Increase the application throughput when the G1 garbage collector is used by reducing the impact of its barriers.

Goals
-----

 - Reduce the overall synchronization overhead necessary to operate the G1 garbage collector,
 - Reduce the size of the generated code for the G1 barriers,
 - Keep the overall behavior of the G1 garbage collector the same, alternating between two phases where G1 only collects the young or both young and old generation memory and reclaims memory incrementally.


Non-Goals
---------

 - Match the throughput of the G1 garbage collector with any other garbage collector.

Motivation
----------

Java Virtual Machine (JVM) overhead is always a concern, especially in cloud-based Java deployments where billing is based on actual resource usage. One component that can impact CPU usage significantly is the garbage collector (GC). The default GC in the HotSpot JVM, the Garbage-First (G1) collector is tuned to keep a balance between latency and throughput for Java applications. However, keeping this balance can sometimes lead to considerable processing overhead compared to other throughput-oriented garbage collectors such as Parallel and Serial GC.

The main reason for this difference is that G1 performs some tasks concurrently with the application to meet latency goals. Other garbage collectors might handle these tasks during the collection pause, however concurrent task execution requires additional synchronization between the garbage collector and the application, leading to substantial overhead. Specifically, G1 uses a relatively large amount of code, called write-barrier, to track every modification to the object graph in the Java heap. So for every write of a reference in the Java application, the G1 write-barrier adds about 50 x64 instructions [[Protopopovs23]](https://epub.jku.at/obvulihs/download/pdf/8800715), [[JEP475]](https://openjdk.org/jeps/475), containing very expensive cross-CPU memory synchronization instructions, compared to 3 x64 instructions for the Parallel GC write-barrier.
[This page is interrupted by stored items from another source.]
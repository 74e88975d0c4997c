// Runtime module - Host-side instances of emitted types
//
// Design: Schemas are immutable and shared, instances own values and dirty flags

pub mod dirty;
pub mod instance;
pub mod schema;
pub mod value;

pub use dirty::{DirtyField, DirtyFieldSet, DirtyState};
pub use instance::StructInstance;
pub use schema::{FieldKind, FieldSchema, TypeSchema};
pub use value::UniformValue;
// Shader source watcher
//
// Feeds changed shader paths back to the host so it can recompile only the
// affected units.

use std::collections::BTreeSet;
use std::path::{Path, PathBuf};
use std::sync::mpsc::{channel, Receiver};

use anyhow::{Context, Result};
use notify::{Event, EventKind, RecommendedWatcher, RecursiveMode, Watcher};

use crate::config::WatchConfig;

/// Whether `path` has one of the watched shader extensions.
pub fn is_shader_path(path: &Path, extensions: &[String]) -> bool {
    path.extension()
        .and_then(|extension| extension.to_str())
        .is_some_and(|extension| extensions.iter().any(|wanted| wanted.eq_ignore_ascii_case(extension)))
}

pub struct ShaderWatcher {
    _watcher: RecommendedWatcher,
    events: Receiver<notify::Result<Event>>,
    extensions: Vec<String>,
}

impl ShaderWatcher {
    /// Watch `root` recursively.
    pub fn new(root: impl AsRef<Path>, config: &WatchConfig) -> Result<Self> {
        let root = root.as_ref();
        let (sender, events) = channel();
        let mut watcher = notify::recommended_watcher(sender).context("Failed to create file watcher")?;
        watcher
            .watch(root, RecursiveMode::Recursive)
            .with_context(|| format!("Failed to watch {}", root.display()))?;
        log::info!("Watching {} for shader changes", root.display());

        Ok(Self {
            _watcher: watcher,
            events,
            extensions: config.extensions.clone(),
        })
    }

    /// Shader files created or modified since the last call, without
    /// duplicates. Never blocks.
    pub fn drain_changed(&self) -> Vec<PathBuf> {
        let mut changed = BTreeSet::new();
        for event in self.events.try_iter() {
            match event {
                Ok(event) => {
                    if !matches!(event.kind, EventKind::Create(_) | EventKind::Modify(_)) {
                        continue;
                    }
                    changed.extend(
                        event
                            .paths
                            .into_iter()
                            .filter(|path| is_shader_path(path, &self.extensions)),
                    );
                }
                Err(err) => log::warn!("File watcher error: {}", err),
            }
        }
        changed.into_iter().collect()
    }
}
Depending on the Java application, this difference can result in 10-20% throughput regression compared to the Parallel collector in the current JDK (as noted in [[JDK-8062128]](https://bugs.openjdk.org/browse/JDK-8062128), [[JDK-8253230]](https://bugs.openjdk.org/browse/JDK-8253230), [[JDK-8132937]](https://bugs.openjdk.org/browse/JDK-8132937), and [[deSmet21]](https://www.optaplanner.org/blog/2021/09/15/HowMuchFasterIsJava17.html)).

Reducing this overhead is essential for increasing the adoption of the G1 in the cloud and minimizing the need for users to switch to a different garbage collection algorithm.


Description
-----------

G1 is an incremental garbage collector. It selectively evacuates parts of the Java heap in every garbage collection. G1 must track locations of references into the selected parts of the heap from areas not selected, as inspecting the entire heap to find such references during a garbage collection pause would take too long. G1 keeps track of locations that may contain such references of interest to solve this problem. Tracking reference locations directly would impose a significant memory overhead, instead, G1 employs a technique called Card Marking [[Hölzle93]](https://bibliography.selflanguage.org/_static/write-barrier.pdf).
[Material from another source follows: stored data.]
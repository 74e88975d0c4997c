// Declaration extraction
//
// Scans include-expanded shader text and pulls out struct declarations,
// uniform blocks and free uniforms. Function bodies and any other top-level
// brace groups are skipped without being parsed.
//
// The scanner works on a comment-free copy of the source (comments are
// blanked, so line numbers survive) and a flat token stream. Preprocessor
// lines are not tokenized; `#define NAME N` lines feed the constant table
// used to resolve symbolic array lengths.

use std::collections::HashMap;
use std::fmt;

use super::declaration::{
    Attribute, DeclarationKind, FieldDeclaration, FieldQualifiers, Packing, SourceLocation,
    TypeDeclaration, UniformDeclaration,
};
use crate::error::CompileError;

/// Qualifiers that may precede a member or uniform type and carry no
/// layout meaning for us.
const SKIPPED_QUALIFIERS: &[&str] = &[
    "highp",
    "mediump",
    "lowp",
    "row_major",
    "column_major",
    "precise",
    "invariant",
    "flat",
    "smooth",
    "noperspective",
    "readonly",
    "writeonly",
    "coherent",
    "volatile",
    "restrict",
];

/// Bound on `const` reference chains, so self-referencing constants stop.
const MAX_CONSTANT_DEPTH: usize = 16;

/// Everything found in one source file.
#[derive(Debug, Clone, Default)]
pub struct ExtractedUnit {
    pub source_key: String,
    /// Structs and named uniform blocks, in source order.
    pub declarations: Vec<TypeDeclaration>,
    /// Free-standing uniforms, in source order.
    pub uniforms: Vec<UniformDeclaration>,
    /// Blocks with neither a block name nor an instance name.
    pub anonymous_blocks: Vec<AnonymousBlock>,
    pub warnings: Vec<ExtractWarning>,
}

/// A uniform block that cannot become a nameable host type.
#[derive(Debug, Clone, PartialEq, Eq)]
pub struct AnonymousBlock {
    pub source: SourceLocation,
    pub fields: Vec<FieldDeclaration>,
}

/// Recoverable findings. Each one is also logged when it is produced.
#[derive(Debug, Clone, PartialEq, Eq)]
pub enum ExtractWarning {
    AnonymousBlock { source: SourceLocation },
    UnsupportedPacking { block: String, packing: Packing, source: SourceLocation },
    InstanceArrayIgnored { block: String, source: SourceLocation },
}

impl fmt::Display for ExtractWarning {
    fn fmt(&self, f: &mut fmt::Formatter<'_>) -> fmt::Result {
        match self {
            ExtractWarning::AnonymousBlock { source } => {
                write!(f, "{}: uniform block has no name and no instance name, skipped", source)
            }
            ExtractWarning::UnsupportedPacking {
                block,
                packing,
                source,
            } => write!(
                f,
                "{}: block `{}` requests {} packing, laid out as std140",
                source,
                block,
                packing.as_str()
            ),
            ExtractWarning::InstanceArrayIgnored { block, source } => write!(
                f,
                "{}: instance array of block `{}` is treated as a single instance",
                source, block
            ),
        }
    }
}

/// Extract every declaration in `source`. `source_key` is the stable path
/// key recorded in each declaration's location.
pub fn extract(source_key: &str, source: &str) -> Result<ExtractedUnit, CompileError> {
    let cleaned = strip_comments(source);
    let lexed = lex(&cleaned);
    let constants = collect_constants(&lexed);

    let mut parser = Parser {
        tokens: &lexed.tokens,
        source: &cleaned,
        pos: 0,
        file: source_key,
        constants: &constants,
        default_packing: None,
        unit: ExtractedUnit {
            source_key: source_key.to_string(),
            ..ExtractedUnit::default()
        },
    };
    parser.parse_top_level()?;

    let unit = parser.unit;
    log::debug!(
        "Extracted {} declarations and {} free uniforms from {}",
        unit.declarations.len(),
        unit.uniforms.len(),
        source_key
    );
    Ok(unit)
}

/// Extract only the `struct` declarations of an auxiliary type file.
pub fn extract_types(source_key: &str, source: &str) -> Result<Vec<TypeDeclaration>, CompileError> {
    let unit = extract(source_key, source)?;
    let (structs, rest): (Vec<_>, Vec<_>) = unit
        .declarations
        .into_iter()
        .partition(|decl| decl.kind == DeclarationKind::Struct);
    if !rest.is_empty() || !unit.uniforms.is_empty() {
        log::warn!(
            "{}: shared type file declares uniforms, only structs are used",
            source_key
        );
    }
    Ok(structs)
}

// =============================================================================
// LEXING
// =============================================================================

/// Blank out `//` and `/* */` comments, keeping every newline.
fn strip_comments(source: &str) -> String {
    let mut out = String::with_capacity(source.len());
    let mut chars = source.chars().peekable();
    while let Some(c) = chars.next() {
        match (c, chars.peek()) {
            ('/', Some('/')) => {
                while let Some(&next) = chars.peek() {
                    if next == '\n' {
                        break;
                    }
                    chars.next();
                }
                out.push(' ');
            }
            ('/', Some('*')) => {
                chars.next();
                let mut previous = '\0';
                for next in chars.by_ref() {
                    if next == '\n' {
                        out.push('\n');
                    }
                    if previous == '*' && next == '/' {
                        break;
                    }
                    previous = next;
                }
                out.push(' ');
            }
            _ => out.push(c),
        }
    }
    out
}

#[derive(Debug, Clone, Copy, PartialEq, Eq)]
enum TokenKind {
    Ident,
    Number,
    Punct(char),
}

#[derive(Debug, Clone, Copy)]
struct Token<'a> {
    kind: TokenKind,
    text: &'a str,
    line: u32,
    column: u32,
    start: usize,
    end: usize,
}

struct Lexed<'a> {
    tokens: Vec<Token<'a>>,
    /// Preprocessor lines as `(line, text)`, `#` included.
    directives: Vec<(u32, &'a str)>,
}

fn lex(source: &str) -> Lexed<'_> {
    let bytes = source.as_bytes();
    let mut tokens = Vec::new();
    let mut directives = Vec::new();
    let mut line = 1u32;
    let mut line_start = 0usize;
    let mut at_line_start = true;
    let mut i = 0usize;

    while i < bytes.len() {
        let c = bytes[i];
        if c == b'\n' {
            line += 1;
            i += 1;
            line_start = i;
            at_line_start = true;
            continue;
        }
        if c.is_ascii_whitespace() {
            i += 1;
            continue;
        }
        if c == b'#' && at_line_start {
            let end = source[i..].find('\n').map_or(bytes.len(), |n| i + n);
            directives.push((line, source[i..end].trim_end()));
            i = end;
            continue;
        }
        at_line_start = false;

        let start = i;
        let kind = if c.is_ascii_alphabetic() || c == b'_' {
            while i < bytes.len() && (bytes[i].is_ascii_alphanumeric() || bytes[i] == b'_') {
                i += 1;
            }
            TokenKind::Ident
        } else if c.is_ascii_digit() {
            while i < bytes.len() && (bytes[i].is_ascii_alphanumeric() || bytes[i] == b'.') {
                i += 1;
            }
            TokenKind::Number
        } else {
            let ch = source[i..].chars().next().unwrap_or('\0');
            i += ch.len_utf8().max(1);
            TokenKind::Punct(ch)
        };
        tokens.push(Token {
            kind,
            text: &source[start..i],
            line,
            column: (start - line_start) as u32 + 1,
            start,
            end: i,
        });
    }

    Lexed { tokens, directives }
}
Card Marking divides the heap into fixed-size chunks called cards. Every card is represented as a byte in a separate fixed-size array called a card table. Each entry corresponds to a card in the Java heap. A card may either be marked or unmarked, a mark indicating the potential presence of interesting references in the Java heap corresponding to the card.

When the application modifies an object reference, the G1 write barrier intercepts the modification and marks the corresponding card in the card table.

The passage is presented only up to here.